FLASHNEWS:

AKD Securities Limited – Off the Analyst’s Desk (December 28, 2022)

Karachi, December 28, 2022 (PPI-OT): PAEL – CY21 3QCY22 Analyst

Pak Elektron Ltd (PAEL) organized its analyst briefing yesterday to discuss CY21/3QCY22 results and the company’s future outlook.

Saigol family remains the major shareholder of PAEL with a shareholding of 51.5%. The company has majorly two divisions: Power (49%) and Appliances (51%). The company has strong foothold across the nation, with 1513 dealers, 23 sales offices and 524 service centers.

Market shares of company’s different segments are as follows: refrigerators (24%), deep freezers (15%), microwave ovens (13%), air conditioners (8%), washing machines (4%), water dispensers (27%) and LED TVs (4%). With regards to other players, Haier and Dawlance market shares in the refrigerator segment stands at 32% and 31%, respectively.
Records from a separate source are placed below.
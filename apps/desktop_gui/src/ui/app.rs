//! The single-window form-and-list screen.
//!
//! The UI thread owns the [`DirectoryState`] mirror exclusively; every
//! mutation happens here after draining the backend's event queue, so no
//! two handlers ever touch the state concurrently.

use std::time::{Duration, Instant};

use client_core::{DirectoryState, FormMode};
use crossbeam_channel::{Receiver, Sender};
use shared::domain::UserId;

use crate::backend_bridge::commands::BackendCommand;
use crate::controller::events::UiEvent;
use crate::controller::orchestration::dispatch_backend_command;

const SUCCESS_NOTICE_TTL: Duration = Duration::from_secs(4);

#[derive(Debug, Clone, Copy, PartialEq, Eq)]
enum NoticeSeverity {
    Success,
    Error,
}

/// Transient one-shot notification strip. Success notices dismiss
/// themselves; error notices stay until the user dismisses them.
#[derive(Debug, Clone)]
struct Notice {
    severity: NoticeSeverity,
    message: String,
    raised_at: Instant,
}

impl Notice {
    fn success(message: impl Into<String>) -> Self {
        Self {
            severity: NoticeSeverity::Success,
            message: message.into(),
            raised_at: Instant::now(),
        }
    }

    fn error(message: impl Into<String>) -> Self {
        Self {
            severity: NoticeSeverity::Error,
            message: message.into(),
            raised_at: Instant::now(),
        }
    }

    fn is_expired(&self, now: Instant) -> bool {
        self.severity == NoticeSeverity::Success
            && now.duration_since(self.raised_at) >= SUCCESS_NOTICE_TTL
    }
}

pub struct DirectoryApp {
    cmd_tx: Sender<BackendCommand>,
    ui_rx: Receiver<UiEvent>,

    state: DirectoryState,
    notice: Option<Notice>,
    status: String,
}

/// Maps the current form mode to the store call a submit should issue.
fn submit_command(state: &DirectoryState) -> BackendCommand {
    match state.mode {
        FormMode::Creating => BackendCommand::CreateUser {
            draft: state.draft.clone(),
        },
        FormMode::Editing(id) => BackendCommand::UpdateUser {
            id,
            draft: state.draft.clone(),
        },
    }
}

impl DirectoryApp {
    pub fn new(cmd_tx: Sender<BackendCommand>, ui_rx: Receiver<UiEvent>) -> Self {
        Self {
            cmd_tx,
            ui_rx,
            state: DirectoryState::new(),
            notice: None,
            status: String::new(),
        }
    }

    fn drain_ui_events(&mut self) {
        while let Ok(event) = self.ui_rx.try_recv() {
            self.apply_ui_event(event);
        }
    }

    fn apply_ui_event(&mut self, event: UiEvent) {
        match event {
            UiEvent::UsersLoaded(users) => {
                // No notice for list loads, successful or not.
                self.state.replace_users(users);
            }
            UiEvent::UserCreated(record) => {
                self.state.fold_created(record);
                self.notice = Some(Notice::success("User created successfully."));
            }
            UiEvent::UserUpdated(record) => {
                self.state.fold_updated(record);
                self.notice = Some(Notice::success("User updated successfully."));
            }
            UiEvent::UserDeleted(id) => {
                self.state.fold_deleted(id);
                self.notice = Some(Notice::success("User deleted successfully."));
            }
            UiEvent::Error(err) => {
                tracing::error!(
                    context = ?err.context(),
                    category = ?err.category(),
                    "backend error: {}",
                    err.message()
                );
                self.notice = Some(Notice::error(err.context().notice_text()));
            }
        }
    }

    fn dispatch(&mut self, cmd: BackendCommand) {
        dispatch_backend_command(&self.cmd_tx, cmd, &mut self.status);
    }

    fn show_notice(&mut self, ui: &mut egui::Ui) {
        if let Some(notice) = self.notice.clone() {
            let (fill, stroke) = match notice.severity {
                NoticeSeverity::Success => (
                    egui::Color32::from_rgb(46, 87, 54),
                    egui::Stroke::new(1.0, egui::Color32::from_rgb(92, 156, 105)),
                ),
                NoticeSeverity::Error => (
                    egui::Color32::from_rgb(111, 53, 53),
                    egui::Stroke::new(1.0, egui::Color32::from_rgb(175, 96, 96)),
                ),
            };

            egui::Frame::NONE
                .fill(fill)
                .stroke(stroke)
                .corner_radius(8.0)
                .inner_margin(egui::Margin::symmetric(10, 8))
                .show(ui, |ui| {
                    ui.horizontal_wrapped(|ui| {
                        ui.label(egui::RichText::new(&notice.message).color(egui::Color32::WHITE));
                        if notice.severity == NoticeSeverity::Error {
                            ui.with_layout(
                                egui::Layout::right_to_left(egui::Align::Center),
                                |ui| {
                                    if ui.button("Dismiss").clicked() {
                                        self.notice = None;
                                    }
                                },
                            );
                        }
                    });
                });
            ui.add_space(8.0);
        }
    }

    fn form_text_field(ui: &mut egui::Ui, id: &'static str, hint: &str, value: &mut String) {
        let edit = egui::TextEdit::singleline(value)
            .id_salt(id)
            .hint_text(hint)
            .desired_width(f32::INFINITY);
        ui.add_sized([ui.available_width(), 30.0], edit);
    }

    fn show_form(&mut self, ui: &mut egui::Ui) {
        egui::Frame::NONE
            .fill(ui.visuals().faint_bg_color.gamma_multiply(0.55))
            .corner_radius(10.0)
            .inner_margin(egui::Margin::symmetric(12, 10))
            .show(ui, |ui| {
                ui.style_mut().spacing.item_spacing = egui::vec2(8.0, 8.0);

                Self::form_text_field(
                    ui,
                    "first_name",
                    "First Name",
                    &mut self.state.draft.first_name,
                );
                Self::form_text_field(
                    ui,
                    "last_name",
                    "Last Name",
                    &mut self.state.draft.last_name,
                );
                Self::form_text_field(ui, "email", "Email", &mut self.state.draft.email);

                ui.horizontal(|ui| {
                    let label = if self.state.is_editing() {
                        "Update User"
                    } else {
                        "Create User"
                    };
                    // Required-field enforcement lives entirely in this
                    // widget-layer gate; the controller never validates.
                    let can_submit = self.state.draft.is_complete();
                    if ui.add_enabled(can_submit, egui::Button::new(label)).clicked() {
                        let cmd = submit_command(&self.state);
                        self.dispatch(cmd);
                    }
                    if self.state.is_editing() && ui.button("Cancel").clicked() {
                        self.state.cancel_edit();
                    }
                });
            });
    }

    fn show_user_list(&mut self, ui: &mut egui::Ui) {
        ui.horizontal(|ui| {
            ui.heading("Users");
            ui.with_layout(egui::Layout::right_to_left(egui::Align::Center), |ui| {
                if ui.button("Refresh").clicked() {
                    self.dispatch(BackendCommand::LoadUsers);
                }
            });
        });
        ui.add_space(4.0);

        let mut edit_target: Option<UserId> = None;
        let mut delete_target: Option<UserId> = None;

        egui::ScrollArea::vertical()
            .auto_shrink(false)
            .show(ui, |ui| {
                for user in &self.state.users {
                    egui::Frame::NONE
                        .fill(ui.visuals().faint_bg_color)
                        .stroke(egui::Stroke::new(
                            1.0,
                            ui.visuals().widgets.noninteractive.bg_stroke.color,
                        ))
                        .corner_radius(8.0)
                        .inner_margin(egui::Margin::symmetric(10, 8))
                        .show(ui, |ui| {
                            ui.horizontal(|ui| {
                                ui.vertical(|ui| {
                                    ui.label(
                                        egui::RichText::new(format!(
                                            "{} {}",
                                            user.first_name, user.last_name
                                        ))
                                        .strong(),
                                    );
                                    ui.weak(&user.email);
                                });
                                ui.with_layout(
                                    egui::Layout::right_to_left(egui::Align::Center),
                                    |ui| {
                                        if ui.button("Delete").clicked() {
                                            delete_target = Some(user.id);
                                        }
                                        if ui.button("Edit").clicked() {
                                            edit_target = Some(user.id);
                                        }
                                    },
                                );
                            });
                        });
                    ui.add_space(6.0);
                }
            });

        if let Some(id) = edit_target {
            // Local only: the form takes over the record's fields.
            self.state.begin_edit(id);
        }
        if let Some(id) = delete_target {
            self.dispatch(BackendCommand::DeleteUser { id });
        }
    }
}

impl eframe::App for DirectoryApp {
    fn update(&mut self, ctx: &egui::Context, _frame: &mut eframe::Frame) {
        self.drain_ui_events();

        if self
            .notice
            .as_ref()
            .is_some_and(|notice| notice.is_expired(Instant::now()))
        {
            self.notice = None;
        }

        egui::CentralPanel::default().show(ctx, |ui| {
            ui.heading("User Directory");
            if !self.status.is_empty() {
                ui.weak(&self.status);
            }
            ui.add_space(8.0);

            self.show_notice(ui);
            self.show_form(ui);
            ui.add_space(12.0);
            self.show_user_list(ui);
        });

        // Backend events arrive without any input event to wake the UI.
        ctx.request_repaint_after(Duration::from_millis(200));
    }
}
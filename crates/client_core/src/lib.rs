//! Client core for the user directory: access to the remote user store plus
//! the view state the desktop app folds store responses into.

use async_trait::async_trait;
use reqwest::Client;
use shared::{
    domain::UserId,
    protocol::{UserDraft, UserRecord},
};
use thiserror::Error;
use tracing::debug;

pub mod state;

pub use state::{DirectoryState, FormMode};

/// Failure talking to the remote user store. Transport failures and
/// non-success statuses are deliberately not distinguished; the UI shows one
/// generic notice per operation either way.
#[derive(Debug, Error)]
pub enum StoreError {
    #[error("failed to list users: {0}")]
    List(#[source] reqwest::Error),
    #[error("failed to create user: {0}")]
    Create(#[source] reqwest::Error),
    #[error("failed to update user {id}: {source}")]
    Update {
        id: i64,
        #[source]
        source: reqwest::Error,
    },
    #[error("failed to delete user {id}: {source}")]
    Delete {
        id: i64,
        #[source]
        source: reqwest::Error,
    },
}

/// Seam over the remote user store so the backend worker and tests can run
/// against a double.
#[async_trait]
pub trait UserStore: Send + Sync {
    async fn list_users(&self) -> Result<Vec<UserRecord>, StoreError>;
    async fn create_user(&self, draft: &UserDraft) -> Result<UserRecord, StoreError>;
    async fn update_user(&self, id: UserId, draft: &UserDraft) -> Result<UserRecord, StoreError>;
    async fn delete_user(&self, id: UserId) -> Result<(), StoreError>;
}

/// reqwest-backed client for the store's four endpoints. Each request runs
/// exactly once per call: no retry, no timeout configuration, no
/// cancellation.
pub struct HttpUserStore {
    http: Client,
    base_url: String,
}

impl HttpUserStore {
    pub fn new(base_url: impl Into<String>) -> Self {
        let base_url = base_url.into();
        Self {
            http: Client::new(),
            base_url: base_url.trim_end_matches('/').to_string(),
        }
    }

    fn collection_url(&self) -> String {
        format!("{}/api/users/", self.base_url)
    }

    fn record_url(&self, id: UserId) -> String {
        format!("{}/api/users/{}/", self.base_url, id.0)
    }
}

#[async_trait]
impl UserStore for HttpUserStore {
    async fn list_users(&self) -> Result<Vec<UserRecord>, StoreError> {
        debug!(url = %self.collection_url(), "store: list users");
        let response = self
            .http
            .get(self.collection_url())
            .send()
            .await
            .and_then(reqwest::Response::error_for_status)
            .map_err(StoreError::List)?;
        response.json().await.map_err(StoreError::List)
    }

    async fn create_user(&self, draft: &UserDraft) -> Result<UserRecord, StoreError> {
        debug!(url = %self.collection_url(), "store: create user");
        let response = self
            .http
            .post(self.collection_url())
            .json(draft)
            .send()
            .await
            .and_then(reqwest::Response::error_for_status)
            .map_err(StoreError::Create)?;
        response.json().await.map_err(StoreError::Create)
    }

    async fn update_user(&self, id: UserId, draft: &UserDraft) -> Result<UserRecord, StoreError> {
        debug!(user_id = id.0, "store: update user");
        let wrap = |source| StoreError::Update { id: id.0, source };
        let response = self
            .http
            .put(self.record_url(id))
            .json(draft)
            .send()
            .await
            .and_then(reqwest::Response::error_for_status)
            .map_err(wrap)?;
        response.json().await.map_err(wrap)
    }

    async fn delete_user(&self, id: UserId) -> Result<(), StoreError> {
        debug!(user_id = id.0, "store: delete user");
        self.http
            .delete(self.record_url(id))
            .send()
            .await
            .and_then(reqwest::Response::error_for_status)
            .map_err(|source| StoreError::Delete { id: id.0, source })?;
        Ok(())
    }
}

#[cfg(test)]
#[path = "tests/lib_tests.rs"]
mod tests;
With regards to ongoing import restrictions, management commented that they are currently operating under a quota regime and are only able to import 40%-50% of previous year’s volumes. To note, 70-80% of inputs for the home appliances division are imported, vs. 50% for the power division.

The company is well-established throughout the entire power transmission chain (transmission, distribution and household metering). Market share are as follows: Power division (90%), Distributor transformers (25%), Switch gears (73%) and Energy meters (19%). Management expects positive outlook for the said segment going forward, driven by real estate expansion and GoP investment in power transmission/distribution networks.

Roughly, 40% of total power sales are driven by the private sector, and are expected to remain under pressure amid the current macro challenges. Overall, orders for the power division are booked up for the next six months, indicating consistency in the segment’s revenues. The credit period for power sector is roughly 30 to 60 days, whereas the duration for appliances is comparatively longer.

With regards to the company’s strategy to de-merge parts of its operations towards a foreign partner, management commented they’re still exploring the option and have received interest from several multinationals regarding this. Overall, the plan is to separate power and appliance divisions completely, parented by a newly formed holding company.

Company expects working capital cycle to improve in the coming quarters majorly due to sales mix being tilted towards the power division, lowering debt burden by PkR5-6bn, going forward.